Oh, not much, just some random stuff from the freezer.
Oh wait, just kidding, I forgot.
We started with some of the cooking on Tuesday and Wednesday, but did most of it during the day on Thursday. It was just the two of us for dinner, which was great — it ended up being pretty low-key all weekend, with lots of board games and relaxing and much-needed quiet time. I wasn’t at the computer much, which is pretty rare, and which is also why I am way behind on posts.
We had a cheese plate out for the day. I had stopped in to Melrose Market on Monday to pick up cheese and some other things, so we had a good supply of cheese nubbins from Calf and Kid. She puts the leftover small chunks in a basket and I like to rifle through and grab what looks tasty. I also picked up a raw cow milk Belgian cheese whose name I don’t remember, but which tasted just like something that I ate a lot when I lived in Belgium, so I got a little chunk of that. We also had a homegrown homemade chèvre to spread on baguettes, some homemade homegrown blackberry maple bourbon preserves (the blackberries were homegrown, not the rest), and a Washington Organic Pinova apple.
At lunch-ish time we also had a few Washington-grown oysters from Taylor Shellfish Farms, also picked up at Melrose Market. We are just learning about oysters, so I got a few of the smallest ones, and the nice man gave me a free sample oyster knife too. We had two each of: Shigokus, which the guy said were pretty popular; Kumamotos, which have become a staple around here apparently; and Olympia, which is the native Northwest coast oyster. I served them with two kinds of mignonette made with Red Dog Farm shallots, one batch with storebought red wine vinegar (not organic, but good-quality), and one with homemade apple cider vinegar made from Washington apple cider.
Anyway, we cooked all day and then the homegrown turkey was ready earlier than we thought, so we had to scramble at the last minute to get some stuff ready while the turkey rested.
We started with an Island-grown salad from Butler Green Farms, with homemade homegrown goat cheese feta; some tomato (!!!) that I bought on Saturday from Kittitas Valley Greenhouse — grown in a heated greenhouse, but still vine-ripened; some Oxbow Farm sliced French breakfast radishes (thanks farmer Becky!) that I got at Melrose Market. Topped with a quick vinaigrette made from the mignonette and a dash of California Organic olive oil.
The rest of the table was set pretty quickly after that.
Homegrown turkey, with Red Dog shallot, the top of an Oxbow leek, half an organic grocery store lemon, and some homegrown parsley and sage inside. Roasted simply with a butter baste.

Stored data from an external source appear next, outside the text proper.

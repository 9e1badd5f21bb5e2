//! Cache-through access to upstream resources.

use std::sync::Arc;

use serde_json::Value;

use super::store::CacheStore;
use crate::upstream::{UpstreamError, UpstreamFetcher, UpstreamRequest};

/// Wraps an [`UpstreamFetcher`] with a [`CacheStore`] lookup.
///
/// Concurrent misses on the same key are not coalesced: each caller that
/// misses performs its own upstream fetch and the last one to finish wins the
/// slot. Failures are never stored, so the next call retries upstream.
#[derive(Clone)]
pub struct CachedUpstream {
    store: Arc<CacheStore>,
    fetcher: Arc<dyn UpstreamFetcher>,
}

impl CachedUpstream {
    pub fn new(store: Arc<CacheStore>, fetcher: Arc<dyn UpstreamFetcher>) -> Self {
        Self { store, fetcher }
    }

    /// The backing store, for flushes and sweeps.
    #[must_use]
    pub const fn store(&self) -> &Arc<CacheStore> {
        &self.store
    }

    /// Return the cached payload for `request`, fetching and storing it under
    /// the resource class TTL on a miss.
    ///
    /// # Errors
    /// Propagates the fetcher's [`UpstreamError`] on a miss that fails.
    pub async fn fetch_or_cache(&self, request: &UpstreamRequest) -> Result<Value, UpstreamError> {
        let key = request.cache_key();

        if let Some(value) = self.store.get(&key).await {
            tracing::debug!(%key, "cache hit");
            return Ok(value);
        }

        tracing::debug!(%key, "cache miss, fetching fresh data");
        let class = request.resource_class();
        let value = self.fetcher.fetch(request).await?;
        self.store.set(key, value.clone(), class.ttl()).await;

        Ok(value)
    }
}
#![deny(
    clippy::expect_used,
    clippy::panic,
    clippy::print_stdout,
    clippy::todo,
    clippy::unimplemented,
    clippy::unwrap_used
)]

pub mod cache;
pub mod config;
pub mod http;
pub mod reps;
pub mod upstream;
pub mod votes;
//! In-memory key/value store with per-entry expiry, backed by moka.

use std::sync::{Arc, Weak};
use std::time::{Duration, Instant};

use moka::{future::Cache, Expiry};
use serde_json::Value;

/// A cached upstream payload and the TTL it was stored under.
#[derive(Debug, Clone)]
struct CacheEntry {
    value: Value,
    ttl: Duration,
}

/// Expires each entry after its own TTL. Overwrites restart the clock.
struct EntryTtl;

impl Expiry<String, CacheEntry> for EntryTtl {
    fn expire_after_create(
        &self,
        _key: &String,
        entry: &CacheEntry,
        _created_at: Instant,
    ) -> Option<Duration> {
        Some(entry.ttl)
    }

    fn expire_after_update(
        &self,
        _key: &String,
        entry: &CacheEntry,
        _updated_at: Instant,
        _duration_until_expiry: Option<Duration>,
    ) -> Option<Duration> {
        Some(entry.ttl)
    }
}

/// Process-wide cache of upstream payloads.
///
/// A read at or past an entry's expiry is a miss. Expired entries are
/// reclaimed by moka's housekeeping, which [`CacheStore::sweep_expired`]
/// runs on demand. The store has no size bound. Values are cloned out on read
/// so callers never share mutable state through the cache.
pub struct CacheStore {
    entries: Cache<String, CacheEntry>,
}

impl Default for CacheStore {
    fn default() -> Self {
        Self {
            entries: Cache::builder().expire_after(EntryTtl).build(),
        }
    }
}

impl CacheStore {
    #[must_use]
    pub fn new() -> Self {
        Self::default()
    }

    /// Look up a live entry.
    pub async fn get(&self, key: &str) -> Option<Value> {
        self.entries.get(key).await.map(|entry| entry.value)
    }

    /// Insert or overwrite `key`, resetting its expiry to `now + ttl`.
    pub async fn set(&self, key: impl Into<String>, value: Value, ttl: Duration) {
        self.entries.insert(key.into(), CacheEntry { value, ttl }).await;
    }

    /// Remove every entry. Returns how many live entries were dropped.
    pub async fn flush_all(&self) -> u64 {
        let removed = self.len().await;
        self.entries.invalidate_all();
        self.entries.run_pending_tasks().await;
        removed
    }

    /// Run pending housekeeping, evicting entries whose expiry has passed.
    pub async fn sweep_expired(&self) {
        self.entries.run_pending_tasks().await;
    }

    /// Number of live entries.
    pub async fn len(&self) -> u64 {
        self.sweep_expired().await;
        self.entries.entry_count()
    }

    pub async fn is_empty(&self) -> bool {
        self.len().await == 0
    }
}

/// Spawn a background task that sweeps `store` every `period`.
///
/// The task holds only a weak reference and exits once the store is dropped.
pub fn spawn_sweeper(store: &Arc<CacheStore>, period: Duration) -> tokio::task::JoinHandle<()> {
    let weak: Weak<CacheStore> = Arc::downgrade(store);
    tokio::spawn(async move {
        let mut interval = tokio::time::interval(period);
        // First tick completes immediately.
        interval.tick().await;

        loop {
            interval.tick().await;
            let Some(store) = weak.upgrade() else {
                break;
            };
            store.sweep_expired().await;
            tracing::debug!(entries = store.entries.entry_count(), "cache swept");
        }
    })
}

#[cfg(test)]
mod tests {
    use super::*;
    use serde_json::json;

    #[tokio::test]
    async fn get_returns_none_for_missing_key() {
        let store = CacheStore::new();
        assert!(store.get("nope").await.is_none());
    }

    #[tokio::test]
    async fn set_then_get_returns_value() {
        let store = CacheStore::new();
        store
            .set("vote_detail_7", json!({"roll": 7}), Duration::from_secs(60))
            .await;

        assert_eq!(store.get("vote_detail_7").await, Some(json!({"roll": 7})));
    }

    #[tokio::test]
    async fn entry_present_before_ttl_and_absent_after() {
        let store = CacheStore::new();
        store.set("k", json!(1), Duration::from_millis(300)).await;

        assert_eq!(store.get("k").await, Some(json!(1)));

        tokio::time::sleep(Duration::from_millis(450)).await;
        assert!(store.get("k").await.is_none());
    }

    #[tokio::test]
    async fn entries_expire_on_their_own_ttl() {
        let store = CacheStore::new();
        store.set("short", json!(1), Duration::from_millis(200)).await;
        store.set("long", json!(2), Duration::from_secs(60)).await;

        tokio::time::sleep(Duration::from_millis(350)).await;

        assert!(store.get("short").await.is_none());
        assert_eq!(store.get("long").await, Some(json!(2)));
    }

    #[tokio::test]
    async fn overwrite_resets_expiry() {
        let store = CacheStore::new();
        store.set("k", json!("old"), Duration::from_millis(500)).await;

        tokio::time::sleep(Duration::from_millis(350)).await;
        store.set("k", json!("new"), Duration::from_millis(500)).await;

        tokio::time::sleep(Duration::from_millis(350)).await;
        assert_eq!(store.get("k").await, Some(json!("new")));
    }

    #[tokio::test]
    async fn flush_all_empties_store() {
        let store = CacheStore::new();
        store.set("a", json!(1), Duration::from_secs(60)).await;
        store.set("b", json!(2), Duration::from_secs(60)).await;

        assert_eq!(store.flush_all().await, 2);
        assert!(store.is_empty().await);
        assert!(store.get("a").await.is_none());
    }

    #[tokio::test]
    async fn sweep_removes_only_expired_entries() {
        let store = CacheStore::new();
        store.set("short", json!(1), Duration::from_millis(100)).await;
        store.set("long", json!(2), Duration::from_secs(60)).await;

        tokio::time::sleep(Duration::from_millis(250)).await;
        store.sweep_expired().await;

        assert_eq!(store.entries.entry_count(), 1);
        assert_eq!(store.get("long").await, Some(json!(2)));
    }

    #[tokio::test(start_paused = true)]
    async fn sweeper_task_exits_when_store_is_dropped() {
        let store = Arc::new(CacheStore::new());
        let handle = spawn_sweeper(&store, Duration::from_secs(60));

        tokio::time::sleep(Duration::from_secs(61)).await;
        assert!(!handle.is_finished());

        drop(store);
        tokio::time::timeout(Duration::from_secs(120), handle)
            .await
            .expect("sweeper should stop")
            .expect("sweeper task");
    }

    #[tokio::test]
    async fn concurrent_writers_leave_one_intact_value() {
        let store = Arc::new(CacheStore::new());
        let mut tasks = Vec::new();
        for i in 0..16 {
            let store = Arc::clone(&store);
            tasks.push(tokio::spawn(async move {
                store.set("shared", json!({ "writer": i }), Duration::from_secs(60)).await;
            }));
        }
        for task in tasks {
            task.await.expect("task");
        }

        let value = store.get("shared").await.expect("value present");
        let writer = value["writer"].as_u64().expect("writer field");
        assert!(writer < 16);
        assert_eq!(store.len().await, 1);
    }
}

Persephone Farm brussels sprouts, halved and sautéed with Island-grown, home-cured and -smoked bacon and a Washington Organic Pinova apple.
Island-grown potatoes from Laughing Crow Farm, mashed with homegrown roasted garlic, some homemade butter churned from Fresh Breeze Dairy, and a couple of dollops of homemade homegrown goat yogurt. Broiled briefly to melt a lovely crust of imported Pecorino cheese that I grated on top.
Homegrown carrots braised briefly with water and butter and topped with homegrown parsley, after Bittman (search inside the book for “quick-glazed carrots”).
Stuffing (dressing) made with homemade bread cubes from organic Utah flour, with sautéed Oxbow Farm leek, Holmquist hazelnuts, another Pinova apple, and some Foraged and Found dried chanterelle mushrooms, reconstituted in apple cider, which I then used as a cooking liquid for the stuffing.
We also tried to make homemade canned cranberry sauce with the ridges and everything, like G.’s childhood. But we reduced it WAY too much and although it was delicious, it was decidedly NOT can-shaped. Rather, we were initially worried that it would not emerge from the can at all, but when we drilled a hole in the bottom of the can to break the vacuum, it eventually emerged as a giant blob that then spread out all over its plate. It is pretty much the consistency of the inside of a Fig Newton. Which gives me ideas for its future …
I also tried to make pumpkin crème brûlée according to this recipe. I should’ve looked for another recipe once I realized this wasn’t really a custard recipe so wasn’t really going to be a crème brûlée. Still, I proceeded, using a homegrown pumpkin (one of two small ones that mostly matured in the garden) and some homegrown homemade sweet (unsalted) chèvre instead of the mascarpone it calls for. We ate one ramekin, and it was tasty, but not a crème brûlée (despite the crunchy crust). The other three ramekins have been turned into a pumpkin pie of sorts, that isn’t really a pie either, but that I hope will make a tasty breakfast.
All in all, a lovely beginning to a super-relaxing long weekend.